Retype each entry below precisely as it reads.

Segment Start: Records for the task

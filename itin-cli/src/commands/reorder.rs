//! Reorder command implementation.
//!
//! This module implements the `reorder` command, which rewrites a trip's
//! whole timeline to the given event order and recomputes start and end
//! times, keeping pinned events at their scheduled starts.

use clap::Args;
use itin::operations::EventOperations;
use itin::output::format_table;

use crate::error::CliError;
use crate::utils::{load_configuration, open_database, GlobalOptions};

/// Reorder a trip's events and recompute their times.
#[derive(Args)]
pub struct ReorderCommand {
    /// Trip id
    #[arg(value_name = "TRIP_ID")]
    trip_id: i64,

    /// Every live event id of the trip, in the desired timeline order
    #[arg(value_name = "EVENT_ID", required = true, num_args = 1..)]
    event_ids: Vec<i64>,
}

impl ReorderCommand {
    /// Execute the reorder command.
    pub fn execute(self, global: &GlobalOptions) -> Result<(), CliError> {
        let config = load_configuration(global)?;
        let mut db = open_database(global, &config)?;

        let events = EventOperations::reorder(&mut db, self.trip_id, &self.event_ids)
            .map_err(CliError::from)?;

        // Show the recomputed timeline
        if !global.quiet {
            println!("{}", format_table(&events));
        }

        Ok(())
    }
}
//! Logging infrastructure for the itin library.
//!
//! This module provides a simple stderr-based logging system with
//! configurable log levels. Library modules additionally emit diagnostics
//! through the `log` crate facade (for example detail-enrichment warnings),
//! which the CLI surfaces according to the same level.

use std::env;
use std::fmt;

/// Logging level for controlling output verbosity.
///
/// Log levels are ordered from least verbose (Quiet) to most verbose
/// (Verbose).
///
/// # Examples
///
/// ```
/// use itin::LogLevel;
///
/// assert!(LogLevel::Quiet < LogLevel::Normal);
/// assert!(LogLevel::Normal < LogLevel::Verbose);
/// ```
#[derive(Debug, Clone, Copy, PartialEq, Eq, PartialOrd, Ord)]
pub enum LogLevel {
    /// Suppress all non-essential output.
    Quiet,
    /// Normal output level (errors and warnings).
    Normal,
    /// Verbose output (errors, warnings, info, and debug messages).
    Verbose,
}

impl fmt::Display for LogLevel {
    fn fmt(&self, f: &mut fmt::Formatter<'_>) -> fmt::Result {
        match self {
            Self::Quiet => write!(f, "quiet"),
            Self::Normal => write!(f, "normal"),
            Self::Verbose => write!(f, "verbose"),
        }
    }
}

impl LogLevel {
    /// Parses a log level from a string.
    ///
    /// Recognizes: "quiet", "normal", "verbose" (case-insensitive).
    ///
    /// # Errors
    ///
    /// Returns an error if the string is not recognized.
    ///
    /// # Examples
    ///
    /// ```
    /// use itin::LogLevel;
    ///
    /// assert_eq!(LogLevel::parse("quiet").unwrap(), LogLevel::Quiet);
    /// assert_eq!(LogLevel::parse("VERBOSE").unwrap(), LogLevel::Verbose);
    /// assert!(LogLevel::parse("chatty").is_err());
    /// ```
    pub fn parse(s: &str) -> std::result::Result<Self, String> {
        match s.to_lowercase().as_str() {
            "quiet" => Ok(Self::Quiet),
            "normal" => Ok(Self::Normal),
            "verbose" => Ok(Self::Verbose),
            _ => Err(format!("invalid log level: {s}")),
        }
    }
}

/// A simple stderr-based logger.
///
/// The logger respects the configured log level and only outputs messages
/// at or above that level.
///
/// # Examples
///
/// ```
/// use itin::{LogLevel, Logger};
///
/// let logger = Logger::new(LogLevel::Normal);
/// logger.error("could not open itinerary database");
/// logger.info("this is only printed at the verbose level");
/// ```
pub struct Logger {
    level: LogLevel,
}

impl Logger {
    /// Creates a new logger with the specified log level.
    #[must_use]
    pub const fn new(level: LogLevel) -> Self {
        Self { level }
    }

    /// Returns the current log level.
    #[must_use]
    pub const fn level(&self) -> LogLevel {
        self.level
    }

    /// Logs an error message. Displayed unless the level is Quiet.
    pub fn error(&self, message: &str) {
        if self.level >= LogLevel::Normal {
            eprintln!("ERROR: {message}");
        }
    }

    /// Logs a warning message. Displayed at Normal and Verbose levels.
    pub fn warn(&self, message: &str) {
        if self.level >= LogLevel::Normal {
            eprintln!("WARN: {message}");
        }
    }

    /// Logs an informational message. Only displayed at Verbose level.
    pub fn info(&self, message: &str) {
        if self.level >= LogLevel::Verbose {
            eprintln!("INFO: {message}");
        }
    }

    /// Logs a debug message. Only displayed at Verbose level.
    pub fn debug(&self, message: &str) {
        if self.level >= LogLevel::Verbose {
            eprintln!("DEBUG: {message}");
        }
    }
}

impl Default for Logger {
    fn default() -> Self {
        Self::new(LogLevel::Normal)
    }
}

/// Initializes a logger based on environment variables and CLI flags.
///
/// The priority order is:
/// 1. CLI flags (verbose/quiet)
/// 2. `ITIN_LOG_MODE` environment variable
/// 3. Default (Normal)
///
/// If both `verbose` and `quiet` are true, `verbose` takes precedence.
///
/// # Examples
///
/// ```
/// use itin::init_logger;
///
/// // Use default (Normal) level
/// let logger = init_logger(false, false);
///
/// // Force verbose
/// let logger = init_logger(true, false);
/// ```
#[must_use]
pub fn init_logger(verbose: bool, quiet: bool) -> Logger {
    // CLI flags take precedence
    if verbose {
        return Logger::new(LogLevel::Verbose);
    }
    if quiet {
        return Logger::new(LogLevel::Quiet);
    }

    if let Ok(env_value) = env::var("ITIN_LOG_MODE") {
        if let Ok(level) = LogLevel::parse(&env_value) {
            return Logger::new(level);
        }
    }

    Logger::new(LogLevel::Normal)
}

Segment End: Records for the task

*Task output*:
filename itin-cli/src/commands/reorder.rs
//! Reorder command implementation.
//!
//! This module implements the `reorder` command, which rewrites a trip's
//! whole timeline to the given event order and recomputes start and end
//! times, keeping pinned events at their scheduled starts.

use clap::Args;
use itin::operations::EventOperations;
use itin::output::format_table;

use crate::error::CliError;
use crate::utils::{load_configuration, open_database, GlobalOptions};

/// Reorder a trip's events and recompute their times.
#[derive(Args)]
pub struct ReorderCommand {
    /// Trip id
    #[arg(value_name = "TRIP_ID")]
    trip_id: i64,

    /// Every live event id of the trip, in the desired timeline order
    #[arg(value_name = "EVENT_ID", required = true, num_args = 1..)]
    event_ids: Vec<i64>,
}

impl ReorderCommand {
    /// Execute the reorder command.
    pub fn execute(self, global: &GlobalOptions) -> Result<(), CliError> {
        let config = load_configuration(global)?;
        let mut db = open_database(global, &config)?;

        let events = EventOperations::reorder(&mut db, self.trip_id, &self.event_ids)
            .map_err(CliError::from)?;

        // Show the recomputed timeline
        if !global.quiet {
            println!("{}", format_table(&events));
        }

        Ok(())
    }
}
//! Logging infrastructure for the itin library.
//!
//! This module provides a simple stderr-based logging system with
//! configurable log levels. Library modules additionally emit diagnostics
//! through the `log` crate facade (for example detail-enrichment warnings),
//! which the CLI surfaces according to the same level.

use std::env;
use std::fmt;

/// Logging level for controlling output verbosity.
///
/// Log levels are ordered from least verbose (Quiet) to most verbose
/// (Verbose).
///
/// # Examples
///
/// ```
/// use itin::LogLevel;
///
/// assert!(LogLevel::Quiet < LogLevel::Normal);
/// assert!(LogLevel::Normal < LogLevel::Verbose);
/// ```
#[derive(Debug, Clone, Copy, PartialEq, Eq, PartialOrd, Ord)]
pub enum LogLevel {
    /// Suppress all non-essential output.
    Quiet,
    /// Normal output level (errors and warnings).
    Normal,
    /// Verbose output (errors, warnings, info, and debug messages).
    Verbose,
}

impl fmt::Display for LogLevel {
    fn fmt(&self, f: &mut fmt::Formatter<'_>) -> fmt::Result {
        match self {
            Self::Quiet => write!(f, "quiet"),
            Self::Normal => write!(f, "normal"),
            Self::Verbose => write!(f, "verbose"),
        }
    }
}

impl LogLevel {
    /// Parses a log level from a string.
    ///
    /// Recognizes: "quiet", "normal", "verbose" (case-insensitive).
    ///
    /// # Errors
    ///
    /// Returns an error if the string is not recognized.
    ///
    /// # Examples
    ///
    /// ```
    /// use itin::LogLevel;
    ///
    /// assert_eq!(LogLevel::parse("quiet").unwrap(), LogLevel::Quiet);
    /// assert_eq!(LogLevel::parse("VERBOSE").unwrap(), LogLevel::Verbose);
    /// assert!(LogLevel::parse("chatty").is_err());
    /// ```
    pub fn parse(s: &str) -> std::result::Result<Self, String> {
        match s.to_lowercase().as_str() {
            "quiet" => Ok(Self::Quiet),
            "normal" => Ok(Self::Normal),
            "verbose" => Ok(Self::Verbose),
            _ => Err(format!("invalid log level: {s}")),
        }
    }
}

/// A simple stderr-based logger.
///
/// The logger respects the configured log level and only outputs messages
/// at or above that level.
///
/// # Examples
///
/// ```
/// use itin::{LogLevel, Logger};
///
/// let logger = Logger::new(LogLevel::Normal);
/// logger.error("could not open itinerary database");
/// logger.info("this is only printed at the verbose level");
/// ```
pub struct Logger {
    level: LogLevel,
}

impl Logger {
    /// Creates a new logger with the specified log level.
    #[must_use]
    pub const fn new(level: LogLevel) -> Self {
        Self { level }
    }

    /// Returns the current log level.
    #[must_use]
    pub const fn level(&self) -> LogLevel {
        self.level
    }

    /// Logs an error message. Displayed unless the level is Quiet.
    pub fn error(&self, message: &str) {
        if self.level >= LogLevel::Normal {
            eprintln!("ERROR: {message}");
        }
    }

    /// Logs a warning message. Displayed at Normal and Verbose levels.
    pub fn warn(&self, message: &str) {
        if self.level >= LogLevel::Normal {
            eprintln!("WARN: {message}");
        }
    }

    /// Logs an informational message. Only displayed at Verbose level.
    pub fn info(&self, message: &str) {
        if self.level >= LogLevel::Verbose {
            eprintln!("INFO: {message}");
        }
    }

    /// Logs a debug message. Only displayed at Verbose level.
    pub fn debug(&self, message: &str) {
        if self.level >= LogLevel::Verbose {
            eprintln!("DEBUG: {message}");
        }
    }
}

impl Default for Logger {
    fn default() -> Self {
        Self::new(LogLevel::Normal)
    }
}

/// Initializes a logger based on environment variables and CLI flags.
///
/// The priority order is:
/// 1. CLI flags (verbose/quiet)
/// 2. `ITIN_LOG_MODE` environment variable
/// 3. Default (Normal)
///
/// If both `verbose` and `quiet` are true, `verbose` takes precedence.
///
/// # Examples
///
/// ```
/// use itin::init_logger;
///
/// // Use default (Normal) level
/// let logger = init_logger(false, false);
///
/// // Force verbose
/// let logger = init_logger(true, false);
/// ```
#[must_use]
pub fn init_logger(verbose: bool, quiet: bool) -> Logger {
    // CLI flags take precedence
    if verbose {
        return Logger::new(LogLevel::Verbose);
    }
    if quiet {
        return Logger::new(LogLevel::Quiet);
    }

    if let Ok(env_value) = env::var("ITIN_LOG_MODE") {
        if let Ok(level) = LogLevel::parse(&env_value) {
            return Logger::new(level);
        }
    }

    Logger::new(LogLevel::Normal)
}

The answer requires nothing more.